Should there be a job like “mood reader”? One does not need to take up psychology to be able to read moods. There are benefits to having this ability akin to weather forecasting — scattered showers, strong winds, and thunderstorms in the evening. And the position does not have to be full time or even separately compensated, say, if one’s day job is senator.
Identifying a mood is a basic survival skill for favor-seekers. It’s not necessarily only a secretary or executive assistant that can read the mood of her boss — is he humming “Nessun dorma” this morning? Or shouting The Rolling Stones hit “Satisfaction”? The mood, known beforehand, makes the difference between being blessed with loaves and fishes, or cast out among those weeping and gnashing their teeth.
A person, not prone to mood swings, is described as steady and reliable. His decision-making is consistent. He is expected to raise a predictable set of questions when a decision is sought. His priorities are transparent. He has no hidden agenda. This steady mood of willingness to listen allows subordinates and business partners to present their case with certain data and lay out their analysis and recommendations. There is no fear of triggering a tantrum. Such clarity of rules and criteria, and how these are applied, makes this leader prized.
What about moody leaders? Those prone to mood swings, now deliriously happy, tomorrow depressed and grouchy. Isn’t this bipolar personality bound to be at least inconsistent?
Even friends are temporary and often situational. No one is safe from a diatribe waiting to be unleashed. It is the situation and the mood that attract a particular group of whisperers, usually with axes to grind. Messages tend to be disjointed and follow the swing of the mood that goes with them.
Moods are emotional. They drive behavior, like the purchasing decision and where to dine-in when it’s allowed again. (Do you feel like sushi?)

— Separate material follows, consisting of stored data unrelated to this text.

//! Shared builders for integration tests
//!
//! Synthetic FST, PAK and shape strip buffers, plus a small LZW encoder that
//! produces streams the crate's decoder accepts.

#![allow(dead_code)]

use mcgarc::common::{FST_ENTRY_SIZE, PAK_MAGIC};
use mcgarc::lzw::{CLEAR_CODE, END_OF_DATA, FIRST_FREE_CODE, MAX_CODE_COUNT};
use mcgarc::pak::TableSlot;
use std::collections::HashMap;

/// Storage type tags as stored in the top three slot bits
pub const RAW: u8 = 0;
pub const FILE_WITHIN_FILE: u8 = 1;
pub const LZW: u8 = 2;
pub const HUFFMAN: u8 = 3;
pub const DEFLATE: u8 = 4;
pub const NULL: u8 = 7;

struct BitWriter {
    out: Vec<u8>,
    acc: u32,
    bits: u32,
}

impl BitWriter {
    fn new() -> Self {
        Self {
            out: Vec::new(),
            acc: 0,
            bits: 0,
        }
    }

    fn write(&mut self, code: u16, width: u32) {
        self.acc |= u32::from(code) << self.bits;
        self.bits += width;
        while self.bits >= 8 {
            self.out.push(self.acc as u8);
            self.acc >>= 8;
            self.bits -= 8;
        }
    }

    fn finish(mut self) -> Vec<u8> {
        if self.bits > 0 {
            self.out.push(self.acc as u8);
        }
        self.out
    }
}

/// Encoder side of the variable-width LZW scheme
///
/// Tracks the decoder's free index to know when the code width grows, and
/// emits Clear whenever its own dictionary is full.
struct LzwEncoder {
    writer: BitWriter,
    width: u32,
    max_index: u32,
    decoder_free: u32,
    awaiting_literal: bool,
    dictionary: HashMap<(u16, u8), u16>,
    next_code: u32,
}

impl LzwEncoder {
    fn new() -> Self {
        Self {
            writer: BitWriter::new(),
            width: 9,
            max_index: 512,
            decoder_free: u32::from(FIRST_FREE_CODE),
            awaiting_literal: true,
            dictionary: HashMap::new(),
            next_code: u32::from(FIRST_FREE_CODE),
        }
    }

    fn emit(&mut self, code: u16) {
        self.writer.write(code, self.width);
        if code == CLEAR_CODE {
            self.width = 9;
            self.max_index = 512;
            self.decoder_free = u32::from(FIRST_FREE_CODE);
            self.awaiting_literal = true;
            self.dictionary.clear();
            self.next_code = u32::from(FIRST_FREE_CODE);
            return;
        }
        if code == END_OF_DATA {
            return;
        }

        if self.awaiting_literal {
            self.awaiting_literal = false;
            return;
        }
        if self.decoder_free < u32::from(MAX_CODE_COUNT) {
            self.decoder_free += 1;
            if self.decoder_free >= self.max_index && self.width < 12 {
                self.width += 1;
                self.max_index <<= 1;
            }
        }
    }

    fn encode(mut self, data: &[u8]) -> Vec<u8> {
        self.emit(CLEAR_CODE);

        let mut current: Option<u16> = None;
        for &byte in data {
            let Some(prefix) = current else {
                current = Some(u16::from(byte));
                continue;
            };
            if let Some(&code) = self.dictionary.get(&(prefix, byte)) {
                current = Some(code);
                continue;
            }

            self.emit(prefix);
            if self.next_code < u32::from(MAX_CODE_COUNT) {
                self.dictionary.insert((prefix, byte), self.next_code as u16);
                self.next_code += 1;
            }
            current = Some(u16::from(byte));

            if self.next_code >= u32::from(MAX_CODE_COUNT) {
                self.emit(CLEAR_CODE);
            }
        }

        if let Some(prefix) = current {
            self.emit(prefix);
        }
        self.emit(END_OF_DATA);
        self.writer.finish()
    }
}

/// LZW-compress `data` into a stream starting with Clear and ending with EndOfData
pub fn lzw_compress(data: &[u8]) -> Vec<u8> {
    LzwEncoder::new().encode(data)
}

/// zlib-compress `data`
#[cfg(feature = "zlib")]
pub fn zlib_compress(data: &[u8]) -> Vec<u8> {
    use flate2::write::ZlibEncoder;
    use flate2::Compression;
    use std::io::Write;

    let mut encoder = ZlibEncoder::new(Vec::new(), Compression::default());
    encoder.write_all(data).unwrap();
    encoder.finish().unwrap()
}

/// Deterministic, mildly repetitive test data
pub fn sample_data(len: usize) -> Vec<u8> {
    let words: [&[u8]; 5] = [b"MECH ", b"COMMANDER ", b"GOLD ", b"MISSION ", b"\x00\x01\x02"];
    let mut out = Vec::with_capacity(len);
    let mut i = 0usize;
    while out.len() < len {
        out.extend_from_slice(words[i % words.len()]);
        out.push((i * 37 % 251) as u8);
        i += 1;
    }
    out.truncate(len);
    out
}

/// One file for [`build_fst`]
pub struct FstFile<'a> {
    pub path: &'a str,
    pub data: &'a [u8],
    pub compress: bool,
}

impl<'a> FstFile<'a> {
    pub fn stored(path: &'a str, data: &'a [u8]) -> Self {
        Self {
            path,
            data,
            compress: false,
        }
    }

    pub fn compressed(path: &'a str, data: &'a [u8]) -> Self {
        Self {
            path,
            data,
            compress: true,
        }
    }
}

/// Build an FST archive in memory
pub fn build_fst(files: &[FstFile<'_>]) -> Vec<u8> {
    // A packer keeps the raw bytes when compression does not pay off
    let payloads: Vec<(bool, Vec<u8>)> = files
        .iter()
        .map(|file| {
            let packed = if file.compress {
                lzw_compress(file.data)
            } else {
                Vec::new()
            };
            if file.compress && packed.len() < file.data.len() {
                (true, packed)
            } else {
                (false, file.data.to_vec())
            }
        })
        .collect();

    let mut out = (files.len() as u32).to_le_bytes().to_vec();
    let mut offset = 4 + files.len() * FST_ENTRY_SIZE;
    for (file, (compressed, payload)) in files.iter().zip(&payloads) {
        let mut record = [0u8; FST_ENTRY_SIZE];
        let packed = if *compressed { payload.len() } else { 0 };
        record[0..4].copy_from_slice(&(offset as u32).to_le_bytes());
        record[4..8].copy_from_slice(&(packed as u32).to_le_bytes());
        record[8..12].copy_from_slice(&(file.data.len() as u32).to_le_bytes());
        record[12..12 + file.path.len()].copy_from_slice(file.path.as_bytes());
        out.extend_from_slice(&record);
        offset += payload.len();
    }
    for (_, payload) in &payloads {
        out.extend_from_slice(payload);
    }
    out
}

/// Build a PAK container from `(type tag, stored bytes)` pairs
///
/// Payloads are written as given; use [`size_prefixed`] for compressed ones.
pub fn build_pak(packets: &[(u8, Vec<u8>)]) -> Vec<u8> {
    let header = 8 + 4 * packets.len() as u32;
    let mut out = PAK_MAGIC.to_le_bytes().to_vec();
    out.extend_from_slice(&header.to_le_bytes());

    let mut offset = header;
    for (tag, payload) in packets {
        out.extend_from_slice(&TableSlot::pack(offset, *tag).0.to_le_bytes());
        offset += payload.len() as u32;
    }
    for (_, payload) in packets {
        out.extend_from_slice(payload);
    }
    out
}

/// Prepend the 4-byte uncompressed size used by `Lzw` and `Deflate` packets
pub fn size_prefixed(unpacked_len: usize, compressed: &[u8]) -> Vec<u8> {
    let mut out = (unpacked_len as u32).to_le_bytes().to_vec();
    out.extend_from_slice(compressed);
    out
}

/// A frame for [`build_shape_strip`]
pub struct TestFrame<'a> {
    pub width: i32,
    pub height: i32,
    pub hotspot: (i16, i16),
    pub rle: &'a [u8],
}

/// Build a shape strip with one 4-byte offset per frame
pub fn build_shape_strip(version: &[u8; 4], frames: &[TestFrame<'_>]) -> Vec<u8> {
    let mut records = Vec::new();
    for frame in frames {
        let origin = (i32::from(frame.hotspot.0) << 16) | i32::from(frame.hotspot.1 as u16);
        let mut record = Vec::new();
        for field in [0, origin, 0, 0, frame.width - 1, frame.height - 1] {
            record.extend_from_slice(&field.to_le_bytes());
        }
        record.extend_from_slice(frame.rle);
        records.push(record);
    }

    let mut out = version.to_vec();
    out.extend_from_slice(&(frames.len() as u32).to_le_bytes());
    let mut offset = 8 + 4 * frames.len() as u32;
    for record in &records {
        out.extend_from_slice(&offset.to_le_bytes());
        offset += record.len() as u32;
    }
    for record in &records {
        out.extend_from_slice(record);
    }
    out
}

The economy too is driven by moods.
Staying on the sidelines and sitting on cash (hail to the king) rather than investing this in stocks, bonds, properties, or art is the prevailing mood nowadays. It orders our mind to stay in survival mode and we behave like squirrels gathering the nuts for the time we want to be… well, nutty.
How do we change this mood of fear for the future? Is it a temporary emotional state?
What we shouldn’t do is scare ourselves with doomsday scenarios (the vaccines are all unsafe), fake news, and conspiracy theories. What they shouldn’t do is sic the dogs on moody comments.
Like mood music that influences our emotions subliminally, a new background noise should play in our mind. If our economy was already able to accomplish 21 consecutive quarters of positive growth, surely we can do a reprise after just two bad ones. Does that thought get you in the mood?